"Maaf kalau selama ini gue salah ngartiin sikap baik yang lo kasih ke gue."
"Banyak usaha yang udah gue lakuin. Gue berusaha cantik di depan lo, gue bersikap sebaik yang gue bisa supaya lo mau muji gue, supaya perhatian lo cuma buat gue."
"Tapi sekarang gue sadar, seberapa pun usaha yang udah gue lakuin, kalau bukan gue yang lo mau, lo gak akan noleh."
Sudah sekitar setengah jam Arkan berdiri di samping pintu sambil memperhatikan Raya yang terus bermonolog. Ada terbesit rasa iba saat melihat gadis itu hampir menangis, namun dengan cepat ia menutup mata. Jika saja mereka masih berpacaran seperti dulu, menenangkan gadis itu bukanlah hal yang mustahil bagi Arkan. Tetapi kini ia sadar bahwa semua sudah berbeda.
Hari ini Arkan melakukan rutinitasnya yaitu datang ke rumah sakit bersama Kanya untuk menjaga sahabatnya yang dirawat di ruang inap ini. Alangkah terkejutnya mereka saat menemukan Raya sudah terlebih dahulu berada di ruangan ini. Arkan tidak menyangka jika gadis itu akan nekat untuk datang ke sini, padahal sudah ia abaikan pesan yang Raya kirimkan padanya semalam. Saat Raya mencoba meneleponnya pun, tidak ia angkat sama sekali.
Jika saja bukan karena Kanya, Arkan pasti sudah mengusir Raya dari tempat ini. Beruntung saudara kembarnya itu menyadarkannya. Kata Kanya, bagaimana pun juga Raya sudah benar-benar mengakui kesalahannya dan Arkan tidak boleh melarang itu.

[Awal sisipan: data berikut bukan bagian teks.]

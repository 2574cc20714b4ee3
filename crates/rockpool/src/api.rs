//! The process-wide session and public pool operations.

use std::collections::{BTreeMap, HashMap};
use std::sync::{Arc, RwLock};

use serde::{Deserialize, Serialize};
use tracing::{info, warn};

use rockpool_cache::{Cache, SqliteCache};
use rockpool_core::{Base64Bytes, Identity, LocalIdentity};
use rockpool_invite::Invite;
use rockpool_pool::{define, list_pools, AccessLevel, Config, Pool};

use crate::error::{Error, Result};

/// The started session: cache, self identity, and open pool handles.
pub(crate) struct Session {
    pub cache: Arc<dyn Cache>,
    pub me: Arc<LocalIdentity>,
    pools: tokio::sync::RwLock<HashMap<String, Arc<Pool>>>,
}

static SESSION: RwLock<Option<Arc<Session>>> = RwLock::new(None);

/// Persisted form of the local identity seeds.
#[derive(Serialize, Deserialize)]
struct SelfRecord {
    sign: Base64Bytes,
    agree: Base64Bytes,
    nick: String,
}

const SELF_KEY: &str = "self.identity";

impl Session {
    /// Get an open pool handle, opening it on first use.
    pub async fn pool(&self, name: &str) -> Result<Arc<Pool>> {
        if let Some(pool) = self.pools.read().await.get(name) {
            return Ok(Arc::clone(pool));
        }
        let pool = Arc::new(
            Pool::open(Arc::clone(&self.me), Arc::clone(&self.cache), name).await?,
        );
        self.pools
            .write()
            .await
            .insert(name.to_string(), Arc::clone(&pool));
        Ok(pool)
    }

    pub async fn adopt(&self, pool: Pool) -> Arc<Pool> {
        let pool = Arc::new(pool);
        self.pools
            .write()
            .await
            .insert(pool.name().to_string(), Arc::clone(&pool));
        pool
    }
}

pub(crate) fn session() -> Result<Arc<Session>> {
    SESSION
        .read()
        .unwrap()
        .as_ref()
        .map(Arc::clone)
        .ok_or(Error::NotStarted)
}

/// Start the session: open (or create) the local database at `db_path`
/// and load the local identity, generating and persisting it on first run.
pub async fn start(db_path: &str) -> Result<()> {
    let cache: Arc<dyn Cache> = Arc::new(SqliteCache::open(db_path)?);
    let me = load_or_create_identity(cache.as_ref()).await?;

    info!(id = %me.id(), nick = me.nick(), "session started");
    let session = Session {
        cache,
        me: Arc::new(me),
        pools: tokio::sync::RwLock::new(HashMap::new()),
    };
    *SESSION.write().unwrap() = Some(Arc::new(session));
    Ok(())
}

/// Stop the session: close every open pool and drop the handles.
pub async fn stop() -> Result<()> {
    let session = { SESSION.write().unwrap().take() };
    if let Some(session) = session {
        let pools = session.pools.write().await;
        for pool in pools.values() {
            let _ = pool.close().await;
        }
    }
    Ok(())
}

async fn load_or_create_identity(cache: &dyn Cache) -> Result<LocalIdentity> {
    if let Some(json) = cache.get_setting(SELF_KEY).await? {
        let record: SelfRecord = serde_json::from_str(&json)?;
        let sign: [u8; 32] = record
            .sign
            .as_slice()
            .try_into()
            .map_err(|_| Error::Internal("persisted identity is malformed".into()))?;
        let agree: [u8; 32] = record
            .agree
            .as_slice()
            .try_into()
            .map_err(|_| Error::Internal("persisted identity is malformed".into()))?;
        return Ok(LocalIdentity::from_seeds(&sign, &agree, record.nick));
    }

    let me = LocalIdentity::new(whoami());
    let (sign, agree) = me.seeds();
    let record = SelfRecord {
        sign: Base64Bytes::new(sign.to_vec()),
        agree: Base64Bytes::new(agree.to_vec()),
        nick: me.nick().to_string(),
    };
    cache
        .set_setting(SELF_KEY, &serde_json::to_string(&record)?)
        .await?;

    let identity_json = serde_json::to_string(&me.public())?;
    cache.set_identity(&me.id(), &identity_json, true).await?;
    Ok(me)
}

fn whoami() -> String {
    std::env::var("USER")
        .or_else(|_| std::env::var("USERNAME"))
        .unwrap_or_else(|_| "me".to_string())
}

/// The public form of the local identity.
pub async fn self_identity() -> Result<Identity> {
    Ok(session()?.me.public())
}

/// A serializable snapshot of an open pool.
#[derive(Debug, Clone, Serialize, Deserialize)]
#[serde(rename_all = "camelCase")]
pub struct PoolView {
    pub config: Config,
    pub self_id: String,
    pub access: i8,
    /// Current members and their levels.
    pub members: BTreeMap<String, i8>,
}

/// An update notification for one pool.
#[derive(Debug, Clone, Serialize, Deserialize)]
#[serde(rename_all = "camelCase")]
pub struct Notification {
    pub pool: String,
    pub ctime: i64,
    pub count: u32,
}

/// Define and create a pool from a config, becoming its first Admin.
pub async fn create_pool(config: Config, apps: &[String]) -> Result<()> {
    let session = session()?;
    define(session.cache.as_ref(), &config).await?;
    let pool = Pool::create(
        Arc::clone(&session.me),
        Arc::clone(&session.cache),
        &config.name,
        apps,
    )
    .await?;
    session.adopt(pool).await;
    Ok(())
}

/// Join a pool from an invite token: validate, persist the carried
/// config, and trust the sender. Returns the joined config.
pub async fn join_pool(token: &str) -> Result<Config> {
    let session = session()?;
    let invite = rockpool_invite::decode(&session.me, session.cache.as_ref(), token).await?;
    Ok(invite.join(session.cache.as_ref()).await?)
}

/// A snapshot of a pool: config, own access, current members.
pub async fn get_pool(name: &str) -> Result<PoolView> {
    let session = session()?;
    let pool = session.pool(name).await?;

    let members = pool
        .members()
        .into_iter()
        .map(|(id, level)| (id, i8::from(level)))
        .collect();
    Ok(PoolView {
        config: pool.config().clone(),
        self_id: session.me.id(),
        access: i8::from(pool.access_of(&session.me.id())),
        members,
    })
}

/// Names of every defined pool.
pub async fn pool_list() -> Result<Vec<String>> {
    let session = session()?;
    Ok(list_pools(session.cache.as_ref()).await?)
}

/// Decode and verify an invite token without joining. The sender comes
/// from the trust store when known there.
pub async fn validate_invite(token: &str) -> Result<Invite> {
    let session = session()?;
    Ok(rockpool_invite::decode(&session.me, session.cache.as_ref(), token).await?)
}

/// Encode an invite token for the given recipients of one of our pools.
pub async fn invite_to_pool(
    pool_name: &str,
    recipient_ids: &[String],
    subject: &str,
) -> Result<String> {
    let session = session()?;
    let pool = session.pool(pool_name).await?;
    if pool.access_of(&session.me.id()) < AccessLevel::Admin {
        return Err(Error::Pool(rockpool_pool::PoolError::NotAuthorized(
            format!("inviting to '{pool_name}' requires Admin"),
        )));
    }

    let invite = Invite {
        subject: subject.to_string(),
        sender: session.me.public(),
        recipient_ids: recipient_ids.to_vec(),
        config: Some(pool.config().clone()),
    };
    Ok(rockpool_invite::encode(&invite, &session.me)?)
}

/// A known identity and its trust flag.
#[derive(Debug, Clone, Serialize, Deserialize)]
#[serde(rename_all = "camelCase")]
pub struct Contact {
    pub identity: Identity,
    pub trusted: bool,
}

/// Every identity in the trust store.
pub async fn list_identities() -> Result<Vec<Contact>> {
    let session = session()?;

    let mut contacts = Vec::new();
    for stored in session.cache.list_identities().await? {
        match serde_json::from_str::<Identity>(&stored.identity) {
            Ok(identity) => contacts.push(Contact {
                identity,
                trusted: stored.trusted,
            }),
            Err(e) => warn!(id = %stored.id, "stored identity unreadable: {e}"),
        }
    }
    Ok(contacts)
}

/// Flip the trust flag of a known identity (distrust a contact, or trust
/// one observed through a third-party invite).
pub async fn set_trust(id: &str, trusted: bool) -> Result<()> {
    let session = session()?;
    session.cache.set_trust(id, trusted).await?;
    Ok(())
}

/// Pools with cached heads newer than `since_ctime`.
pub async fn get_updates(since_ctime: i64) -> Result<Vec<Notification>> {
    let session = session()?;
    let mut updates = Vec::new();

    for name in list_pools(session.cache.as_ref()).await? {
        let ctime = session.cache.max_ctime(&name).await?;
        if ctime > since_ctime {
            let count = session.cache.heads_since(&name, since_ctime).await?.len() as u32;
            updates.push(Notification { pool: name, ctime, count });
        }
    }
    Ok(updates)
}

Dari banyak pertimbangan, Arkan mengizinkan Raya untuk tetap berada di sini. Namun dengan syarat bahwa gerak-geriknya harus Arkan pantau. Hingga berakhirlah mereka di sini, dengan Raya yang mengambil duduk di samping ranjang--membelakangi Arkan dan fokus berbicara pada cowok yang terbaring lemah di sana, sedangkan Arkan memilih untuk berdiri di dekat pintu sambil mengamati mereka berdua.
Perlahan Raya meraih tangan cowok yang terbaring di hadapannya. Menggenggam dan mengaitkan jari-jarinya ke jari cowok itu. Lalu, mengamati setiap inci wajah orang di hadapannya seraya tersenyum tipis.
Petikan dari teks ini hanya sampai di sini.